Of all the pieces in our concert this Friday, only two will be ‘non-first’ pieces.  One of these will be Harrison Birtwistle’s second wind-quintet Five Distances for Five Instruments, and the second will also be a wind quintet: the very beautiful Halazuni by Alastair Putt. (Here performed by Martha Long (flute), Graham Mackenzie (oboe), Danny Goldman (clarinet), Elyse Lauzon (horn) and Andrew Brady (bassoon) at Tanglewood Music Center on July 22nd, 2012)

I know the Atea Quintet have hugely enjoyed preparing Alastair’s work for our concert on Friday, and it was my pleasure to sit down with him and ask a few questions about this piece, and his wider work as a musician and composer.

AHN: Alastair, thanks so much for taking the time to answer our questions – and for your great piece!  I think it would be fair to say that – as with this piece – the majority of your music primarily focuses on ‘musical’ parameters (harmony/rhythm/etc…) eschewing extra-music things such as noises (rustling paper, key clicks, breath sounds, etc…)  As composers, we are surrounded – both in everyday life and more and more in the repertoire – by extra-musical sounds.  Do they influence you and are they in any way significant for your compositional work?

pretty good composing advice!

pretty good composing advice!

AP: In short, no. More than anything, I’m interested in harmony, and I feel that there are already enough decisions to be made as a composer using only the 12 notes of the chromatic scale (occasionally more!), let alone bringing in the potentially endless spectrum of extra-musical noises into the equation. Which is not to say that I shun music that incorporates such sound, only that I don’t feel I have anything new to bring to the table, in that regard.

AHN: You’re active in contemporary music as both a composer and as a performer (a tenor, and occasionally as a guitarist), does your activity as a performer affect what you do as a composer?  

AP: Not hugely, I don’t think, but I do try to be as considerate as possible towards performers- even if I don’t know how to play an instrument, I will always try to imagine the basic actions that a line of music might require of them. On, say, a string instrument, those can be relatively easy to visualise, but it’s harder with wind instruments because of all the fiddly fingerings!

AHN: And do you think of the audience when you compose?

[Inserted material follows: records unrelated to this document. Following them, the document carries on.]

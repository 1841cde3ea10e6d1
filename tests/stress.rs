mod common;

use bytes::BytesMut;
use common::{client, query, registry, result_set, ts};
use tokio_util::codec::{Decoder, Encoder};
use wire_playback::core::codec::PacketCodec;
use wire_playback::core::packet::Packet;
use wire_playback::protocol::{Direction, QueryStatus};
use wire_playback::utils::EventKind;

#[test]
fn stress_packet_encode_decode_large_series() {
    // Heavy burst of packets through one buffer, no panics and nothing left behind
    let mut codec = PacketCodec;
    let mut buf = BytesMut::new();

    for size in [0usize, 1, 64, 512, 4096, 65536, 1_048_576] {
        for seq in 0..1_000u32 {
            let p = Packet::new(seq as u8, vec![0u8; size]).unwrap();
            codec.encode(p, &mut buf).unwrap();
            let decoded = codec.decode(&mut buf).unwrap().unwrap();
            assert_eq!(decoded.payload.len(), size);
            assert!(buf.is_empty());
        }
    }
}

#[test]
fn stress_long_session() {
    let (registry, replay, stats) = registry();
    let id = client(60000);

    for i in 0..10_000u64 {
        registry
            .deliver_bytes(id, Direction::ClientToServer, ts(i * 2), &query("SELECT v FROM t WHERE id = ?"))
            .unwrap();
        registry
            .deliver_bytes(id, Direction::ServerToClient, ts(i * 2 + 1), &result_set((i % 20) as usize))
            .unwrap();
    }

    assert_eq!(stats.count(EventKind::ResultDispatched), 10_000);
    assert_eq!(replay.submitted.lock().unwrap().len(), 10_000);
    let info = registry.last_executed_query_info(id).unwrap();
    assert_eq!(info.status, QueryStatus::Completed);
    assert_eq!(info.result.rows_sent, 19);
}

AP: Not explicitly, but I do care about how the music sounds in real space rather than in some abstract, formalised sphere, so in that sense, yes. Ultimately, I try to write music that I would like to hear, rather than analyse.

AHN: Could you tell us a little bit about how and when you wrote Halazuni?

AP: Halazuni was written for the Richmond Concert Society in 2011; it takes its inspiration from arabesque decoration in Islamic art, and the patterns and lines therein. I’ve always been drawn to the beautiful abstraction of such art, and its juxtaposition of rigid patterns and shapes with more florid, elaborate elements. In the piece, a rhythmically regular background texture is overlaid with slower, more flexible lines. Much of the pitch material is derived from the Fibonacci series, so often a building-block in geometric art: here, the numbers from the series determine the successive intervals heard in the opening motif, which rises by 1, 2, 3, 5, 8 and 13 semitones. That ratio is also used rhythmically, at the very end of the piece, as the five parts play the same (but transposed) material in the tempo relationship 1:2:3:5:8, which creates a rather wild heterophony.

AHN: Many composers (and musicians) consider the wind quintet to be a rather difficult ensemble to write for.  How did you find the wind quintet and how did you go about solving some of the problems it presents? 

AP: I’ve always liked the somewhat bracing sound of the wind quintet, and I remember it as being quite a fun piece to write! I don’t think it’s a particularly problematic ensemble, really: all the instruments are naturally pretty agile (though the horn less so) and can handle a variety of articulations. That said, I have no experience of playing wind instruments, so I can’t vouch for how nicely it sits under the fingers; I suspect that the final, dance-like section contains some nasty little corners for everyone. As for the potential for balance problems resulting from a brass instrument masquerading as a wind instrument, I didn’t really attempt to tackle that in the score, figuring that a good wind quintet is perfectly aware of issues specific to their ensemble- it’s not the composer’s place to butt in and try to ‘solve’ anything!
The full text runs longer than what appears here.